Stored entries
_ _ _ _ _

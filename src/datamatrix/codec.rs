use tracing::trace;

use crate::common::charset::{guess_decode, Charset};
use crate::common::{BarcodeError, BarcodeResult};

const PAD: u8 = 129;
const LATCH_C40: u8 = 230;
const LATCH_BASE256: u8 = 231;
const FNC1: u8 = 232;
const STRUCTURED_APPEND: u8 = 233;
const READER_PROGRAMMING: u8 = 234;
const UPPER_SHIFT: u8 = 235;
const MACRO_05: u8 = 236;
const MACRO_06: u8 = 237;
const LATCH_X12: u8 = 238;
const LATCH_TEXT: u8 = 239;
const LATCH_EDIFACT: u8 = 240;
const ECI: u8 = 241;
const UNLATCH: u16 = 254;

// Encoder
//------------------------------------------------------------------------------

/// ASCII encodation with digit pairs and upper shift for bytes above 127.
/// Text outside ASCII is written in the hinted charset (UTF-8 by default) after an ECI.
pub fn encode_data(data: &str, charset: Option<Charset>) -> BarcodeResult<Vec<u8>> {
    if data.is_empty() {
        return Err(BarcodeError::EmptyData);
    }

    let mut res = Vec::with_capacity(data.len() + 2);
    let bytes = if data.is_ascii() {
        data.as_bytes().to_vec()
    } else {
        let cs = charset.unwrap_or(Charset::Utf8);
        let eci = cs.eci().ok_or(BarcodeError::UnsupportedCharset)?;
        push_eci(&mut res, eci);
        cs.encode(data)?
    };

    let mut i = 0;
    while i < bytes.len() {
        let b = bytes[i];
        match bytes.get(i + 1) {
            Some(&n) if b.is_ascii_digit() && n.is_ascii_digit() => {
                res.push(130 + (b - b'0') * 10 + (n - b'0'));
                i += 2;
                continue;
            }
            _ => {}
        }
        if b < 128 {
            res.push(b + 1);
        } else {
            res.push(UPPER_SHIFT);
            res.push(b - 128 + 1);
        }
        i += 1;
    }
    Ok(res)
}

fn push_eci(res: &mut Vec<u8>, eci: u32) {
    res.push(ECI);
    match eci {
        0..=126 => res.push(eci as u8 + 1),
        127..=16382 => {
            let v = eci - 127;
            res.push((v / 254 + 128) as u8);
            res.push((v % 254 + 1) as u8);
        }
        _ => {
            let v = eci - 16383;
            res.push((v / 64516 + 192) as u8);
            res.push(((v / 254) % 254 + 1) as u8);
            res.push((v % 254 + 1) as u8);
        }
    }
}

/// Fills the remaining capacity with pad codewords, every pad after the first randomized.
pub fn pad(data: &mut Vec<u8>, capacity: usize) {
    if data.len() < capacity {
        data.push(PAD);
    }
    while data.len() < capacity {
        let pos = data.len() + 1;
        let pseudo = ((149 * pos) % 253) + 1;
        let v = PAD as usize + pseudo;
        data.push(if v <= 254 { v as u8 } else { (v - 254) as u8 });
    }
}

// Decoder
//------------------------------------------------------------------------------

// Collects bytes and flushes them to text whenever the charset changes
struct TextSink {
    out: String,
    bytes: Vec<u8>,
    charset: Option<Charset>,
    fallback: Option<Charset>,
    trailer: Option<&'static str>,
}

impl TextSink {
    fn new(fallback: Option<Charset>) -> Self {
        Self { out: String::new(), bytes: Vec::new(), charset: None, fallback, trailer: None }
    }

    fn push(&mut self, b: u8) {
        self.bytes.push(b);
    }

    fn push_str(&mut self, s: &str) {
        self.bytes.extend_from_slice(s.as_bytes());
    }

    fn flush(&mut self) {
        if self.bytes.is_empty() {
            return;
        }
        let text = match self.charset {
            Some(cs) => cs.decode(&self.bytes),
            None => guess_decode(&self.bytes, self.fallback),
        };
        self.out.push_str(&text);
        self.bytes.clear();
    }

    fn set_eci(&mut self, eci: u32) -> BarcodeResult<()> {
        self.flush();
        self.charset = Some(Charset::for_eci(eci).ok_or(BarcodeError::UnsupportedCharset)?);
        Ok(())
    }

    fn finish(mut self) -> String {
        self.flush();
        if let Some(t) = self.trailer {
            self.out.push_str(t);
        }
        self.out
    }
}

#[derive(Debug, Clone, Copy, PartialEq, Eq)]
enum Encodation {
    Ascii,
    C40,
    Text,
    X12,
    Edifact,
    Base256,
}

/// Decodes corrected data codewords into text.
pub fn decode_data(data: &[u8], fallback: Option<Charset>) -> BarcodeResult<String> {
    let mut sink = TextSink::new(fallback);
    let mut pos = 0;
    let mut mode = Encodation::Ascii;

    while pos < data.len() {
        mode = match mode {
            Encodation::Ascii => match decode_ascii(data, &mut pos, &mut sink)? {
                Some(next) => next,
                None => break,
            },
            Encodation::C40 | Encodation::Text => {
                decode_c40_text(data, &mut pos, mode == Encodation::Text, &mut sink)?;
                Encodation::Ascii
            }
            Encodation::X12 => {
                decode_x12(data, &mut pos, &mut sink)?;
                Encodation::Ascii
            }
            Encodation::Edifact => {
                decode_edifact(data, &mut pos, &mut sink);
                Encodation::Ascii
            }
            Encodation::Base256 => {
                decode_base256(data, &mut pos, &mut sink)?;
                Encodation::Ascii
            }
        };
    }

    let text = sink.finish();
    trace!(len = text.len(), "Decoded DataMatrix data codewords");
    Ok(text)
}

// Returns the next encodation, or None once padding is reached
fn decode_ascii(data: &[u8], pos: &mut usize, sink: &mut TextSink) -> BarcodeResult<Option<Encodation>> {
    let mut upper = false;
    while *pos < data.len() {
        let c = data[*pos];
        *pos += 1;
        match c {
            0 => return Err(BarcodeError::InvalidCodeword),
            1..=128 => {
                let v = c - 1;
                sink.push(if upper { v + 128 } else { v });
                upper = false;
            }
            PAD => return Ok(None),
            130..=229 => sink.push_str(&format!("{:02}", c - 130)),
            LATCH_C40 => return Ok(Some(Encodation::C40)),
            LATCH_BASE256 => return Ok(Some(Encodation::Base256)),
            FNC1 => {
                // Leading FNC1 flags GS1 data, elsewhere it separates fields
                if *pos > 1 {
                    sink.push(0x1D);
                }
            }
            STRUCTURED_APPEND => *pos += 3,
            READER_PROGRAMMING => {}
            UPPER_SHIFT => upper = true,
            MACRO_05 | MACRO_06 => {
                sink.push_str(if c == MACRO_05 { "[)>\u{1E}05\u{1D}" } else { "[)>\u{1E}06\u{1D}" });
                sink.trailer = Some("\u{1E}\u{04}");
            }
            LATCH_X12 => return Ok(Some(Encodation::X12)),
            LATCH_TEXT => return Ok(Some(Encodation::Text)),
            LATCH_EDIFACT => return Ok(Some(Encodation::Edifact)),
            ECI => {
                let eci = read_eci(data, pos)?;
                sink.set_eci(eci)?;
            }
            _ => return Err(BarcodeError::InvalidCodeword),
        }
    }
    Ok(None)
}

fn read_eci(data: &[u8], pos: &mut usize) -> BarcodeResult<u32> {
    let mut next = || {
        let c = *data.get(*pos).ok_or(BarcodeError::InvalidCodeword)? as u32;
        *pos += 1;
        Ok::<u32, BarcodeError>(c)
    };
    let c1 = next()?;
    match c1 {
        1..=127 => Ok(c1 - 1),
        128..=191 => Ok((c1 - 128) * 254 + next()? - 1 + 127),
        192..=254 => {
            let c2 = next()?;
            let c3 = next()?;
            Ok((c1 - 192) * 64516 + (c2 - 1) * 254 + c3 - 1 + 16383)
        }
        _ => Err(BarcodeError::InvalidCodeword),
    }
}

// Reads codeword pairs as three base 40 values, None on unlatch or end of data
fn read_triplet(data: &[u8], pos: &mut usize) -> Option<[u8; 3]> {
    if *pos + 1 >= data.len() || data[*pos] as u16 == UNLATCH {
        if *pos < data.len() {
            *pos += 1;
        }
        return None;
    }
    let v = (data[*pos] as u16) * 256 + data[*pos + 1] as u16 - 1;
    *pos += 2;
    Some([(v / 1600) as u8, ((v / 40) % 40) as u8, (v % 40) as u8])
}

fn decode_c40_text(data: &[u8], pos: &mut usize, text: bool, sink: &mut TextSink) -> BarcodeResult<()> {
    let mut shift = 0u8;
    let mut upper = false;
    let emit = |v: u8, sink: &mut TextSink, upper: &mut bool| {
        sink.push(if *upper { v.wrapping_add(128) } else { v });
        *upper = false;
    };

    while let Some(vals) = read_triplet(data, pos) {
        for v in vals {
            match shift {
                0 => match v {
                    0..=2 => shift = v + 1,
                    3 => emit(b' ', sink, &mut upper),
                    4..=13 => emit(b'0' + v - 4, sink, &mut upper),
                    14..=39 => emit(if text { b'a' } else { b'A' } + v - 14, sink, &mut upper),
                    _ => return Err(BarcodeError::InvalidCodeword),
                },
                1 => {
                    emit(v, sink, &mut upper);
                    shift = 0;
                }
                2 => {
                    match v {
                        0..=14 => emit(b'!' + v, sink, &mut upper),
                        15..=21 => emit(b':' + v - 15, sink, &mut upper),
                        22..=26 => emit(b'[' + v - 22, sink, &mut upper),
                        27 => sink.push(0x1D),
                        30 => upper = true,
                        _ => return Err(BarcodeError::InvalidCodeword),
                    }
                    shift = 0;
                }
                _ => {
                    let c = if !text {
                        b'`' + v
                    } else {
                        match v {
                            0 => b'`',
                            1..=26 => b'A' + v - 1,
                            27..=31 => b'{' + v - 27,
                            _ => return Err(BarcodeError::InvalidCodeword),
                        }
                    };
                    emit(c, sink, &mut upper);
                    shift = 0;
                }
            }
        }
    }
    Ok(())
}

fn decode_x12(data: &[u8], pos: &mut usize, sink: &mut TextSink) -> BarcodeResult<()> {
    while let Some(vals) = read_triplet(data, pos) {
        for v in vals {
            sink.push(match v {
                0 => b'\r',
                1 => b'*',
                2 => b'>',
                3 => b' ',
                4..=13 => b'0' + v - 4,
                14..=39 => b'A' + v - 14,
                _ => return Err(BarcodeError::InvalidCodeword),
            });
        }
    }
    Ok(())
}

fn decode_edifact(data: &[u8], pos: &mut usize, sink: &mut TextSink) {
    while *pos + 2 < data.len() {
        let bits = (data[*pos] as u32) << 16 | (data[*pos + 1] as u32) << 8 | data[*pos + 2] as u32;
        *pos += 3;
        for i in 0..4 {
            let v = ((bits >> (18 - 6 * i)) & 0x3F) as u8;
            if v == 0x1F {
                // Unlatch, the rest of this triple is padding
                return;
            }
            sink.push(if v & 0x20 == 0 { v | 0x40 } else { v });
        }
    }
    *pos = data.len();
}

// 255-state unrandomizing, `cw_pos` is the 1-based codeword position
fn unrandomize_255(c: u8, cw_pos: usize) -> u8 {
    let pseudo = ((149 * cw_pos) % 255 + 1) as i32;
    let v = c as i32 - pseudo;
    (if v >= 0 { v } else { v + 256 }) as u8
}

fn decode_base256(data: &[u8], pos: &mut usize, sink: &mut TextSink) -> BarcodeResult<()> {
    let next = |pos: &mut usize| -> BarcodeResult<u8> {
        let c = *data.get(*pos).ok_or(BarcodeError::InvalidCodeword)?;
        *pos += 1;
        Ok(unrandomize_255(c, *pos))
    };

    let d1 = next(pos)? as usize;
    let len = match d1 {
        0 => data.len() - *pos,
        1..=249 => d1,
        _ => 250 * (d1 - 249) + next(pos)? as usize,
    };
    for _ in 0..len {
        let b = next(pos)?;
        sink.push(b);
    }
    Ok(())
}

#[cfg(test)]
mod codec_tests {
    use super::*;

    #[test]
    fn test_digit_pairs() {
        assert_eq!(encode_data("123456", None).unwrap(), vec![142, 164, 186]);
        assert_eq!(encode_data("12A", None).unwrap(), vec![142, 66]);
    }

    #[test]
    fn test_pad_sequence() {
        let mut data = vec![142, 164];
        pad(&mut data, 5);
        assert_eq!(data[2], 129);
        // 253-state randomized pads
        assert_eq!(data[3], 220);
        assert_eq!(data.len(), 5);
    }

    #[test]
    fn test_ascii_roundtrip() {
        let mut data = encode_data("Hello, DataMatrix 2024!", None).unwrap();
        let capacity = data.len() + 4;
        pad(&mut data, capacity);
        assert_eq!(decode_data(&data, None).unwrap(), "Hello, DataMatrix 2024!");
    }

    #[test]
    fn test_eci_roundtrip() {
        let data = encode_data("naïve €", None).unwrap();
        assert_eq!(&data[..2], &[ECI, 27]);
        assert_eq!(decode_data(&data, None).unwrap(), "naïve €");
    }

    #[test]
    fn test_latin1_upper_shift() {
        let data = encode_data("é", Some(Charset::Latin1)).unwrap();
        assert_eq!(data, vec![ECI, 4, UPPER_SHIFT, 0xE9 - 127]);
        assert_eq!(decode_data(&data, None).unwrap(), "é");
    }

    #[test]
    fn test_c40() {
        // "AIM" in C40: (1600 * 14 + 40 * 22 + 26 + 1) = 23307 -> 91, 11
        let data = [LATCH_C40, 91, 11, 254, 129];
        assert_eq!(decode_data(&data, None).unwrap(), "AIM");
    }

    #[test]
    fn test_text() {
        let data = [LATCH_TEXT, 91, 11];
        assert_eq!(decode_data(&data, None).unwrap(), "aim");
    }

    #[test]
    fn test_base256() {
        // Length 2 then "hi", each randomized by position
        let raw = [2u8, b'h', b'i'];
        let mut data = vec![LATCH_BASE256];
        for (i, &b) in raw.iter().enumerate() {
            let pos = i + 2;
            data.push(((b as usize + (149 * pos) % 255 + 1) % 256) as u8);
        }
        assert_eq!(decode_data(&data, None).unwrap(), "hi");
    }

    #[test]
    fn test_invalid_codeword() {
        assert_eq!(decode_data(&[0], None), Err(BarcodeError::InvalidCodeword));
    }
}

_ _ _ _ _

* Work to be completed:
The answer consists of the lines above that include the word "bits", each copied exactly.

* Response box:
        let bits = (data[*pos] as u32) << 16 | (data[*pos + 1] as u32) << 8 | data[*pos + 2] as u32;
            let v = ((bits >> (18 - 6 * i)) & 0x3F) as u8;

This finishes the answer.